Еще в феврале 1928 года, когда готовы были только два акта, Шостакович начал хлопоты о постановке оперы. В то время он приобрел нового художественного чичероне — Всеволода Мейерхольда, с которым познакомился в начале 1928 года. Мейерхольд, весьма заинтересованный в сотрудничестве с молодежью, захотел пригласить Шостаковича в свой театр. Знакомство развивалось так быстро, что вскоре молодой композитор на какое-то время перебрался в столицу, где поселился у великого режиссера на Новинском бульваре. Он работал в качестве заведующего музыкальной частью в Театре имени Мейерхольда и трудился над партитурой «Носа». При этом чуть было не случилось так, что опера безвозвратно пропала. «В январе 1928 года я сидел у Мейерхольда на Новинском; из семьи никого дома не было, — рассказывал театральный критик Александр Февральский. — Приходит домработница и говорит: „Всеволод Эмильевич, в квартире Голейзовского пожар“ (балетмейстер К. Я. Голейзовский жил в другой части того же дома). Оказалось, почему-то еще никаких мер не было принято. Мейерхольд… позвонил в пожарную охрану, а потом снял с полки большую папку и вручил ее мне со словами: „Это партитура Шостаковича, держите ее и не выпускайте из рук“. И только после этого он стал собирать свои вещи. К счастью, пожар был скоро погашен»[116].
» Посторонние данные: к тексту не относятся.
//! Task routes: `/columns/{id}/tasks`, `/tasks/{id}`.

use axum::{
    Json,
    extract::{Path, State, rejection::JsonRejection},
    http::StatusCode,
};
use serde::Deserialize;

use super::extract::{
    DeleteResponse, json_body, non_empty_text, nullable, parse_id, required_text,
};
use super::server::ApiServer;
use crate::error::{ApiError, ApiResult, ResultExt};
use crate::types::{Id, NewTask, Order, Task, TaskUpdate};

#[derive(Debug, Deserialize)]
pub(crate) struct CreateTaskRequest {
    title: Option<String>,
    description: Option<String>,
}

/// Partial update; absent fields are left unchanged, `"description": null` clears.
#[derive(Debug, Deserialize)]
pub(crate) struct UpdateTaskRequest {
    title: Option<String>,
    #[serde(default, deserialize_with = "nullable")]
    description: Option<Option<String>>,
    column_id: Option<Id>,
    order: Option<Order>,
}

/// GET /columns/{id}/tasks - in display order, with live subtask counts
pub(crate) async fn list_column_tasks(
    State(state): State<ApiServer>,
    Path(id): Path<String>,
) -> ApiResult<Json<Vec<Task>>> {
    let column_id = parse_id(&id, "column")?;
    if state
        .db()
        .get_column(column_id)
        .or_internal("Failed to fetch tasks")?
        .is_none()
    {
        return Err(ApiError::column_not_found());
    }

    let tasks = state
        .db()
        .list_tasks(column_id)
        .or_internal("Failed to fetch tasks")?;
    Ok(Json(tasks))
}

/// POST /columns/{id}/tasks - append a task
pub(crate) async fn create_column_task(
    State(state): State<ApiServer>,
    Path(id): Path<String>,
    body: Result<Json<CreateTaskRequest>, JsonRejection>,
) -> ApiResult<(StatusCode, Json<Task>)> {
    let column_id = parse_id(&id, "column")?;
    if state
        .db()
        .get_column(column_id)
        .or_internal("Failed to create task")?
        .is_none()
    {
        return Err(ApiError::column_not_found());
    }

    let body = json_body(body)?;
    let task = NewTask {
        title: required_text(body.title, "Task title")?,
        description: body.description,
    };

    let task = state
        .db()
        .create_task(column_id, task)
        .or_internal("Failed to create task")?;
    Ok((StatusCode::CREATED, Json(task)))
}

/// GET /tasks/{id}
pub(crate) async fn get_task(
    State(state): State<ApiServer>,
    Path(id): Path<String>,
) -> ApiResult<Json<Task>> {
    let id = parse_id(&id, "task")?;
    state
        .db()
        .get_task(id)
        .or_internal("Failed to fetch task")?
        .map(Json)
        .ok_or_else(ApiError::task_not_found)
}

/// PUT /tasks/{id} - partial update, including moving between columns
pub(crate) async fn update_task(
    State(state): State<ApiServer>,
    Path(id): Path<String>,
    body: Result<Json<UpdateTaskRequest>, JsonRejection>,
) -> ApiResult<Json<Task>> {
    let id = parse_id(&id, "task")?;
    let body = json_body(body)?;
    let update = TaskUpdate {
        title: non_empty_text(body.title, "Task title")?,
        description: body.description,
        column_id: body.column_id,
        order: body.order,
    };

    state
        .db()
        .update_task(id, update)
        .or_internal("Failed to update task")?
        .map(Json)
        .ok_or_else(ApiError::task_not_found)
}

/// DELETE /tasks/{id} - cascades to subtasks
pub(crate) async fn delete_task(
    State(state): State<ApiServer>,
    Path(id): Path<String>,
) -> ApiResult<Json<DeleteResponse>> {
    let id = parse_id(&id, "task")?;
    if state.db().delete_task(id).or_internal("Failed to delete task")? {
        Ok(DeleteResponse::ok())
    } else {
        Err(ApiError::task_not_found())
    }
}
//! CLI command definitions for kanban-board
//!
//! This module defines the CLI structure using clap's derive macros.
//! The main entry point is the `Cli` struct which contains subcommands.

pub mod export;

use clap::{Parser, Subcommand};
use export::ExportArgs;
use std::net::IpAddr;
use std::path::PathBuf;

/// Kanban board server and maintenance tools
#[derive(Parser, Debug)]
#[command(author, version, about, long_about = None)]
pub struct Cli {
    /// Path to configuration file
    #[arg(short, long, global = true)]
    pub config: Option<PathBuf>,

    /// Path to database file (overrides config)
    #[arg(short, long, global = true)]
    pub database: Option<PathBuf>,

    /// Enable verbose logging
    #[arg(short, long, global = true)]
    pub verbose: bool,

    /// Logging output: 0/off, 1/stdout, 2/stderr (default), or filename
    #[arg(short, long, default_value = "2", global = true)]
    pub log: String,

    #[command(subcommand)]
    pub command: Option<Command>,
}

/// Available subcommands
#[derive(Subcommand, Debug)]
pub enum Command {
    /// Start the HTTP API (default if no subcommand given)
    Serve(ServeArgs),

    /// Apply pending schema migrations and exit
    Migrate,

    /// Replace all data with the sample boards
    Seed,

    /// Export all boards as nested JSON
    Export(ExportArgs),
}

/// Arguments for the serve subcommand
#[derive(clap::Args, Debug, Default)]
pub struct ServeArgs {
    /// Address to listen on (overrides config)
    #[arg(long)]
    pub host: Option<IpAddr>,

    /// Port to listen on (overrides config)
    #[arg(short, long)]
    pub port: Option<u16>,
}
Мейерхольд был очень заинтересован в постановке «Носа» и зимой 1928 года предложил оперу Большому театру в Москве. В то же самое время Самосуд выразил готовность поставить оперу в Ленинградском Малом оперном театре. Дирекция Большого театра планировала включить в репертуар следующего сезона несколько новых произведений, и речь все чаще шла о двух вещах — о «Носе» и о балете Прокофьева «Стальной скок», которые должен был ставить Мейерхольд. Уже планировался состав исполнителей, обсуждался характер спектакля, но режиссер все еще был занят другими спектаклями, а дирекция его не поторапливала — и в результате все сорвалось. В ленинградском же театре премьеру «Носа» наметили уже на 1929 год, хотя произведение и вызывало много сомнений. Однако к энтузиастам «Носа» относился драматург Адриан Пиотровский, который имел решающий голос в вопросах репертуара. Для работы над оперой пригласили дирижера Самуила Самосуда, режиссера Николая Смолича и художника Владимира Дмитриева. Певцы, не понимавшие столь необычной музыки, вначале пренебрежительно пожимали плечами, но довольно скоро начали догадываться об исключительной ценности произведения. А для театра постановка «Носа» значила больше, чем просто введение в репертуар новой оперы. В начале 20-х годов основную часть спектаклей Малого оперного составляли оперетты (особенно охотно ставили Легара и Оффенбаха), а более серьезной музыки исполнялось немного — «Севильский цирюльник», «Золотой петушок», «Снегурочка» и несколько других опер. Однако Самосуд был убежден в необходимости включения в репертуар сочинений современных композиторов, а Шостаковича хотел навсегда связать с театром и сделать его «своим» композитором, рассчитывая на то, что молодой автор будет и дальше поставлять ему сценические произведения. Шостакович быстро заразился театральной бациллой, и в период работы над «Носом» его очень часто видели на репетициях и представлениях других опер.